Tunezyjski sąd skazał w środę cztery osoby na śmierć, a dwie na dożywocie za zabójstwo lewicowego polityka w 2013 roku. Szokri Belaid stał na czele opozycyjnego Ruchu Demokratycznych Patriotów – partii marksistowskiej o ideologii panarabskiej. Zginął zastrzelony pod swoim domem.
Zabójstwo Belaida, pierwszy od dekad mord polityczny w Tunezji, doprowadziło do masowych protestów.
Belaid uchodził za zaprzysięgłego krytyka rządzącej islamistycznej Partii Odrodzenia (Hizb an-Nahda), twierdząc, że ignoruje ona przemoc muzułmańskich ekstremistów wymierzoną w sekularystyczne odłamy społeczeństwa. Rodzina zabitego polityka twierdziła, że wielokrotnie mu grożono i oskarżała rządzące ugrupowanie o inspirowanie zabójstwa. Partia Odrodzenia gwałtownie protestowała przeciwko temu zarzutowi.

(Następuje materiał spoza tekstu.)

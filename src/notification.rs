//! Notification sinks for periodic reports.
//!
//! The default sink writes the summary to the log. A file sink is added when
//! `reportPath` is configured.

use std::path::PathBuf;

use crate::report::MaintenanceReport;
use crate::util::atomic_write_str;

pub trait NotificationSink: Send + Sync {
    fn deliver(&self, report: &MaintenanceReport) -> Result<(), String>;
}

/// Writes the report summary through the `log` facade.
#[derive(Debug, Default)]
pub struct LogSink;

impl NotificationSink for LogSink {
    fn deliver(&self, report: &MaintenanceReport) -> Result<(), String> {
        for line in report.to_text().lines() {
            log::info!("Report: {}", line);
        }
        Ok(())
    }
}

/// Overwrites a JSON file with the latest report.
pub struct FileSink {
    path: PathBuf,
}

impl FileSink {
    pub fn new(path: impl Into<PathBuf>) -> Self {
        Self { path: path.into() }
    }
}

impl NotificationSink for FileSink {
    fn deliver(&self, report: &MaintenanceReport) -> Result<(), String> {
        let json = serde_json::to_string_pretty(report)
            .map_err(|e| format!("Failed to serialize report: {}", e))?;
        atomic_write_str(&self.path, &json)
            .map_err(|e| format!("Failed to write report to {}: {}", self.path.display(), e))
    }
}

/// Delivers to every inner sink. All sinks are attempted; errors are joined.
pub struct FanoutSink {
    sinks: Vec<Box<dyn NotificationSink>>,
}

impl FanoutSink {
    pub fn new(sinks: Vec<Box<dyn NotificationSink>>) -> Self {
        Self { sinks }
    }
}

impl NotificationSink for FanoutSink {
    fn deliver(&self, report: &MaintenanceReport) -> Result<(), String> {
        let errors: Vec<String> = self
            .sinks
            .iter()
            .filter_map(|sink| sink.deliver(report).err())
            .collect();
        if errors.is_empty() {
            Ok(())
        } else {
            Err(errors.join("; "))
        }
    }
}

/// The sink set a config asks for.
pub fn build_sink(report_path: Option<&str>) -> Box<dyn NotificationSink> {
    match report_path {
        Some(path) => Box::new(FanoutSink::new(vec![Box::new(LogSink), Box::new(FileSink::new(path))])),
        None => Box::new(LogSink),
    }
}
//! Shared type definitions for the database layer.

use thiserror::Error;

/// Errors specific to database operations.
#[derive(Debug, Error)]
pub enum DbError {
    #[error("SQLite error: {0}")]
    Sqlite(#[from] rusqlite::Error),

    #[error("Home directory not found")]
    HomeDirNotFound,

    #[error("Failed to create database directory: {0}")]
    CreateDir(std::io::Error),

    #[error("Schema migration failed: {0}")]
    Migration(String),

    #[error("Failed to (de)serialize stored JSON: {0}")]
    Serde(String),
}

impl From<serde_json::Error> for DbError {
    fn from(err: serde_json::Error) -> Self {
        DbError::Serde(err.to_string())
    }
}

/// Result of `AgentDb::dedupe_upsert_finding`.
#[derive(Debug, Clone, PartialEq, Eq)]
pub enum Upserted {
    /// No unresolved finding had this fingerprint; a new row was inserted.
    Created(String),
    /// An unresolved finding already existed; only last-seen was refreshed.
    Refreshed(String),
}

impl Upserted {
    pub fn id(&self) -> &str {
        match self {
            Upserted::Created(id) | Upserted::Refreshed(id) => id,
        }
    }

    pub fn is_created(&self) -> bool {
        matches!(self, Upserted::Created(_))
    }
}

/// Filter for `AgentDb::list_findings`. Empty filter lists everything.
#[derive(Debug, Clone, Default)]
pub struct FindingFilter {
    pub status: Option<crate::types::FindingStatus>,
    pub category: Option<crate::types::FindingCategory>,
    pub min_severity: Option<crate::types::Severity>,
    /// Only findings created at or after this timestamp.
    pub since: Option<String>,
    pub limit: Option<usize>,
}

/// Insert payload for the `tasks` table.
#[derive(Debug, Clone)]
pub struct NewTask {
    pub finding_id: Option<String>,
    pub directive_key: Option<String>,
    pub kind: crate::types::TaskKind,
    pub title: String,
    pub detail: String,
    pub location: Option<String>,
    pub priority: i64,
    /// `None` means immediately eligible.
    pub scheduled_for: Option<String>,
}

/// A row from the `fix_journal` table.
#[derive(Debug, Clone, serde::Serialize)]
#[serde(rename_all = "camelCase")]
pub struct JournalEntry {
    pub id: String,
    pub task_id: Option<String>,
    pub check_name: String,
    pub target_table: String,
    pub action: String,
    pub column_name: Option<String>,
    pub before_count: i64,
    pub after_count: i64,
    pub rows_json: String,
    pub created_at: String,
    pub reverted_at: Option<String>,
}

/// Insert payload for the `fix_journal` table.
#[derive(Debug, Clone)]
pub struct NewJournalEntry<'a> {
    pub task_id: Option<&'a str>,
    pub check_name: &'a str,
    pub target_table: &'a str,
    /// `delete` or `update`.
    pub action: &'a str,
    pub column_name: Option<&'a str>,
    pub before_count: i64,
    pub after_count: i64,
    pub rows_json: String,
}

/// A row from the `maintenance_reports` table.
#[derive(Debug, Clone, serde::Serialize)]
#[serde(rename_all = "camelCase")]
pub struct StoredReport {
    pub id: String,
    pub generated_at: String,
    pub window_start: String,
    pub window_end: String,
    pub summary_json: String,
}

/// Outcome of `AgentDb::admit_manual_trigger`.
#[derive(Debug, Clone, PartialEq, Eq)]
pub enum Admission {
    /// Recorded in `trigger_log` under this id.
    Admitted(String),
    RateLimited { retry_after_secs: u64 },
}
//! HTTP invocation endpoint.
//!
//! `POST /api/maintenance/tick` runs one tick. Scheduled callers send
//! `Authorization: Bearer <secret>`; interactive callers send
//! `X-Manual-Trigger: true`. `GET /healthz` answers without touching the store.

use std::net::SocketAddr;
use std::sync::Arc;

use axum::{
    extract::State,
    http::{header, HeaderMap, HeaderValue, StatusCode},
    response::{IntoResponse, Response},
    routing::{get, post},
    Json, Router,
};
use chrono::Utc;
use serde::Serialize;

use crate::error::AuthError;
use crate::state::AgentState;
use crate::trigger::{handle_trigger, TickResponse, TriggerRequest};

pub const MANUAL_TRIGGER_HEADER: &str = "x-manual-trigger";

#[derive(Debug, Serialize)]
struct ApiErrorBody {
    ok: bool,
    error: String,
}

#[derive(Debug)]
pub struct ApiError {
    status: StatusCode,
    message: String,
    retry_after_secs: Option<u64>,
}

impl From<AuthError> for ApiError {
    fn from(err: AuthError) -> Self {
        let (status, retry_after_secs) = match err {
            AuthError::RateLimited { retry_after_secs } => (StatusCode::TOO_MANY_REQUESTS, Some(retry_after_secs)),
            _ => (StatusCode::UNAUTHORIZED, None),
        };
        Self {
            status,
            message: err.to_string(),
            retry_after_secs,
        }
    }
}

impl IntoResponse for ApiError {
    fn into_response(self) -> Response {
        let mut response = (
            self.status,
            Json(ApiErrorBody {
                ok: false,
                error: self.message,
            }),
        )
            .into_response();
        if let Some(secs) = self.retry_after_secs {
            response
                .headers_mut()
                .insert(header::RETRY_AFTER, HeaderValue::from(secs));
        }
        response
    }
}

/// Read the trigger credentials off the request headers.
pub fn trigger_request(headers: &HeaderMap) -> TriggerRequest {
    let authorization = headers
        .get(header::AUTHORIZATION)
        .and_then(|v| v.to_str().ok())
        .map(str::to_string);
    let manual = headers
        .get(MANUAL_TRIGGER_HEADER)
        .and_then(|v| v.to_str().ok())
        .is_some_and(|v| v.trim().eq_ignore_ascii_case("true") || v.trim() == "1");
    TriggerRequest { authorization, manual }
}

async fn healthz() -> Json<serde_json::Value> {
    Json(serde_json::json!({ "ok": true, "version": env!("CARGO_PKG_VERSION") }))
}

async fn tick(State(state): State<Arc<AgentState>>, headers: HeaderMap) -> Result<Json<TickResponse>, ApiError> {
    let request = trigger_request(&headers);
    match handle_trigger(state, request, Utc::now()).await {
        Ok(response) => Ok(Json(response)),
        Err(e) => {
            log::warn!("Server: rejected tick: {}", e);
            Err(e.into())
        }
    }
}

pub fn build_router(state: Arc<AgentState>) -> Router {
    Router::new()
        .route("/healthz", get(healthz))
        .route("/api/maintenance/tick", post(tick))
        .with_state(state)
}

/// Serve until ctrl-c.
pub async fn serve(state: Arc<AgentState>, addr: SocketAddr) -> anyhow::Result<()> {
    let app = build_router(state);
    let listener = tokio::net::TcpListener::bind(addr).await?;
    log::info!("Server: listening on http://{}", addr);
    axum::serve(listener, app)
        .with_graceful_shutdown(async {
            let _ = tokio::signal::ctrl_c().await;
        })
        .await?;
    log::info!("Server: shut down");
    Ok(())
}

#[cfg(test)]
mod tests {
    use super::*;
    use crate::db::test_utils::test_db;
    use crate::types::Config;

    fn state() -> Arc<AgentState> {
        let config = Config {
            trigger_secret: Some("s3cret".to_string()),
            ..Default::default()
        };
        Arc::new(AgentState::with_parts(config, test_db(), None))
    }

    fn headers(pairs: &[(&'static str, &str)]) -> HeaderMap {
        let mut map = HeaderMap::new();
        for (name, value) in pairs {
            map.insert(*name, HeaderValue::from_str(value).unwrap());
        }
        map
    }

    #[test]
    fn test_trigger_request_from_headers() {
        let request = trigger_request(&headers(&[("authorization", "Bearer abc")]));
        assert_eq!(request.authorization.as_deref(), Some("Bearer abc"));
        assert!(!request.manual);

        assert!(trigger_request(&headers(&[(MANUAL_TRIGGER_HEADER, "True")])).manual);
        assert!(!trigger_request(&headers(&[(MANUAL_TRIGGER_HEADER, "no")])).manual);
    }

    #[tokio::test]
    async fn test_tick_with_secret() {
        let Json(response) = tick(State(state()), headers(&[("authorization", "Bearer s3cret")]))
            .await
            .unwrap();
        assert_eq!(response.tasks_processed, 0);
        assert!(response.errors.is_empty());
    }

    #[tokio::test]
    async fn test_bad_secret_is_unauthorized() {
        let err = tick(State(state()), headers(&[("authorization", "Bearer nope")]))
            .await
            .unwrap_err();
        assert_eq!(err.status, StatusCode::UNAUTHORIZED);
        let response = err.into_response();
        assert!(response.headers().get(header::RETRY_AFTER).is_none());
    }

    #[tokio::test]
    async fn test_manual_rate_limit_sets_retry_after() {
        let state = state();
        let Json(first) = tick(State(Arc::clone(&state)), headers(&[(MANUAL_TRIGGER_HEADER, "true")]))
            .await
            .unwrap();
        assert_eq!(first.tasks_processed, 0);
        let err = tick(State(state), headers(&[(MANUAL_TRIGGER_HEADER, "true")]))
            .await
            .unwrap_err();
        assert_eq!(err.status, StatusCode::TOO_MANY_REQUESTS);
        let response = err.into_response();
        assert!(response.headers().get(header::RETRY_AFTER).is_some());
    }
}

We wtorkowy wieczór dziesiątki zwolenników Belaida zebrały się w pobliżu gmachu sądu domagając się sprawiedliwości. Choć zabity cieszył się umiarkowanym poparciem politycznym, jego krytyka rządu przemawiała do wielu Tunezyjczyków, którzy obawiali się, że radykałowie religijni zduszą swobody wywalczone podczas arabskiej wiosny, czyli fali protestów i rebelii, która przetaczała się wówczas przez świat arabski – przypomina agencja Reutera.